A visit to Nashville and Los Angeles in the late seventies sparked another creative period and in 1977 he won a Citation Of Achievement from BMI, one of the American equivalents of The Performing Right Society in the UK, for one of his sixties hits, Fox On The Run, which, in the intervening years, had traversed the Atlantic and become a bluegrass standard. It has since been recorded by the majority of bluegrass and country artistes, including Tom T. Hall, Bill Monroe, The Country Gentlemen, George Jones, Ricky Skaggs, Flat & Scruggs, Doc Watson, and Bare Naked Ladies.
Tony's latest album "The Hallicombe Sessions" was released in early 2016.
"The Hallicombe Sessions is a stark and naked record where Matt Harding has pushed Tony to rely only on his songwriting (and his life experience) to come up with a great piece of work"
Tony's special guest will be Exeter singer songwriter, Peter Farrie.

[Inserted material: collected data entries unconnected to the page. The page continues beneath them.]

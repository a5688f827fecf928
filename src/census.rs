use log::{debug, info, warn};

use census_religion::*;
use snafu::{prelude::*, Snafu};

use std::path::{Path, PathBuf};

use serde_json::json;
use serde_json::Map as JSMap;
use serde_json::Value as JSValue;
use text_diff::print_diff;

use crate::census::charts::*;
use crate::census::config_reader::*;
use crate::census::io_common::write_output;
use crate::census::io_json::*;

pub mod charts;
pub mod config_reader;
mod io_common;
mod io_csv;
pub mod io_json;

#[derive(Debug, Snafu)]
#[snafu(visibility(pub(crate)))]
pub enum CensusError {
    #[snafu(display("Input file not found: {path}"))]
    NotFound { path: String },
    #[snafu(display("Census year {year} is not supported (available: 2011, 2022)"))]
    UnsupportedYear { year: u32 },
    #[snafu(display("Error reading file {path}"))]
    OpeningJson {
        source: std::io::Error,
        path: String,
    },
    #[snafu(display("Malformed JSON in {path}"))]
    ParsingJson {
        source: serde_json::Error,
        path: String,
    },
    #[snafu(display("Could not serialize {what} as JSON"))]
    SerializingJson {
        source: serde_json::Error,
        what: String,
    },
    #[snafu(display("Could not understand number {value}"))]
    ParsingJsonNumber { value: String },
    #[snafu(display("Record #{index} in {path} does not match the expected schema: {message}"))]
    InvalidRecord {
        path: String,
        index: usize,
        message: String,
    },
    #[snafu(display("District {id} appears more than once in {path}"))]
    DuplicateRecord { path: String, id: String },
    #[snafu(display("{source}"))]
    Pipeline { source: StatsError },
    #[snafu(display("Error writing {path}"))]
    WritingOutput {
        source: std::io::Error,
        path: String,
    },
    #[snafu(display("Error writing CSV file {path}"))]
    WritingCsv { source: csv::Error, path: String },
    #[snafu(display("The configuration file has no parent directory"))]
    MissingParentDir {},

    #[snafu(whatever, display("{message}"))]
    Whatever {
        message: String,
        #[snafu(source(from(Box<dyn std::error::Error>, Some)))]
        source: Option<Box<dyn std::error::Error>>,
    },
}

pub type CensusResult<T> = Result<T, CensusError>;

/// Everything needed for one run, after merging the configuration file and the flags.
#[derive(PartialEq, Debug, Clone)]
pub struct RunOptions {
    pub assets: AssetPaths,
    pub join_mode: JoinMode,
    pub year: CensusYear,
    pub religion: Religion,
    /// None or "stdout" prints the summary.
    pub out: Option<String>,
    pub long_csv: Option<String>,
    pub reference: Option<String>,
}

impl RunOptions {
    pub fn with_assets(assets: AssetPaths) -> RunOptions {
        RunOptions {
            assets,
            join_mode: JoinMode::Permissive,
            year: CensusYear::Y2011,
            religion: Religion::Catholic,
            out: None,
            long_csv: None,
            reference: None,
        }
    }
}

/// The flags of the command line, which override the configuration file.
#[derive(Eq, PartialEq, Debug, Clone, Default)]
pub struct Overrides {
    pub assets_dir: Option<String>,
    pub year: Option<u32>,
    pub religion: Option<String>,
    pub strict: bool,
    pub out: Option<String>,
    pub long_csv: Option<String>,
    pub reference: Option<String>,
}

/// Merges the defaults, the optional configuration file and the command line flags.
pub fn build_options(config_path: Option<&str>, overrides: &Overrides) -> CensusResult<RunOptions> {
    let cwd = PathBuf::from(".");
    let mut opts = match config_path {
        Some(p) => {
            let config = read_config(p)?;
            let config_dir = Path::new(p).parent().context(MissingParentDirSnafu {})?;
            config.to_options(config_dir)?
        }
        None => RunOptions::with_assets(AssetPaths::in_directory(&cwd)),
    };

    if let Some(dir) = overrides.assets_dir.as_deref() {
        opts.assets = AssetPaths::in_directory(Path::new(dir));
    }
    if let Some(y) = overrides.year {
        opts.year = CensusYear::from_number(y).context(UnsupportedYearSnafu { year: y })?;
    }
    if let Some(key) = overrides.religion.as_deref() {
        opts.religion = Religion::from_key(key).context(PipelineSnafu {})?;
    }
    if overrides.strict {
        opts.join_mode = JoinMode::Strict;
    }
    if overrides.out.is_some() {
        opts.out = overrides.out.clone();
    }
    if overrides.long_csv.is_some() {
        opts.long_csv = overrides.long_csv.clone();
    }
    if overrides.reference.is_some() {
        opts.reference = overrides.reference.clone();
    }
    debug!("build_options: {:?}", opts);
    Ok(opts)
}

fn join_report_js(report: &JoinReport) -> JSValue {
    json!({
        "joined": report.joined,
        "dropped": report.dropped,
    })
}

/// Assembles the data of every chart of the dashboard for one selection.
pub fn build_summary_js(
    data: &Datasets,
    year: CensusYear,
    religion: Religion,
) -> CensusResult<JSValue> {
    let table = data.table_for_year(year);
    let geo = data.geojson.as_ref();

    let mut reports: JSMap<String, JSValue> = JSMap::new();
    for y in CensusYear::ALL {
        reports.insert(y.to_string(), join_report_js(&data.table_for_year(y).report));
    }
    reports.insert("change".to_string(), join_report_js(&data.changes.report));

    let change_bar = bar_chart_of_changes_by_group(&data.changes.rows, religion)
        .context(PipelineSnafu {})?;

    Ok(json!({
        "selection": {
            "year": table.year.number(),
            "religion": religion.key(),
            "religionLabel": religion.label(),
        },
        "counties": data.lookup.county_names(),
        "joinReport": reports,
        "charts": {
            "map": choropleth_map(&table.rows, religion, geo),
            "religionBar": bar_chart_by_county_and_group(&table.rows, religion),
            "allReligionsBar": bar_chart_by_county(&table.rows),
            "changeMap": change_choropleth_map(&data.changes.rows, religion, geo),
            "changeBar": change_bar,
        }
    }))
}

pub fn run_dashboard(opts: &RunOptions) -> CensusResult<()> {
    info!(
        "run_dashboard: year {} religion {} ({:?} join)",
        opts.year, opts.religion, opts.join_mode
    );
    let data = load_datasets(&opts.assets, opts.join_mode)?;

    let summary_js = build_summary_js(&data, opts.year, opts.religion)?;
    let pretty_js_summary = serde_json::to_string_pretty(&summary_js)
        .context(SerializingJsonSnafu { what: "summary" })?;
    write_output(opts.out.as_deref(), &pretty_js_summary)?;

    if let Some(csv_path) = opts.long_csv.as_deref() {
        let rows = to_long(&data.table_for_year(opts.year).rows, &Religion::ALL);
        io_csv::write_long_csv(csv_path, &rows)?;
    }

    // The reference summary, if provided for comparison
    if let Some(reference_p) = opts.reference.as_deref() {
        let summary_ref = read_summary(reference_p)?;
        let pretty_js_summary_ref = serde_json::to_string_pretty(&summary_ref)
            .context(SerializingJsonSnafu { what: reference_p })?;
        if pretty_js_summary_ref != pretty_js_summary {
            warn!("Found differences with the reference summary {}", reference_p);
            print_diff(
                pretty_js_summary_ref.as_str(),
                pretty_js_summary.as_str(),
                "\n",
            );
            whatever!("Difference detected between calculated summary and reference summary")
        }
        info!("Summary matches the reference {}", reference_p);
    }

    Ok(())
}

Peter is a gifted, independently-minded songwriter, who writes out of the ordinary songs. He is based in Exeter in the south-west of the UK.
After a career in the telecoms industry, Peter released his debut EP in 2009. Since then he has been an Engaged Songwriter with the London Song Company and has created the web project MySongLife, writing and recording a song every month for a period of a year.
His debut album will be called 'Skeptileptic'.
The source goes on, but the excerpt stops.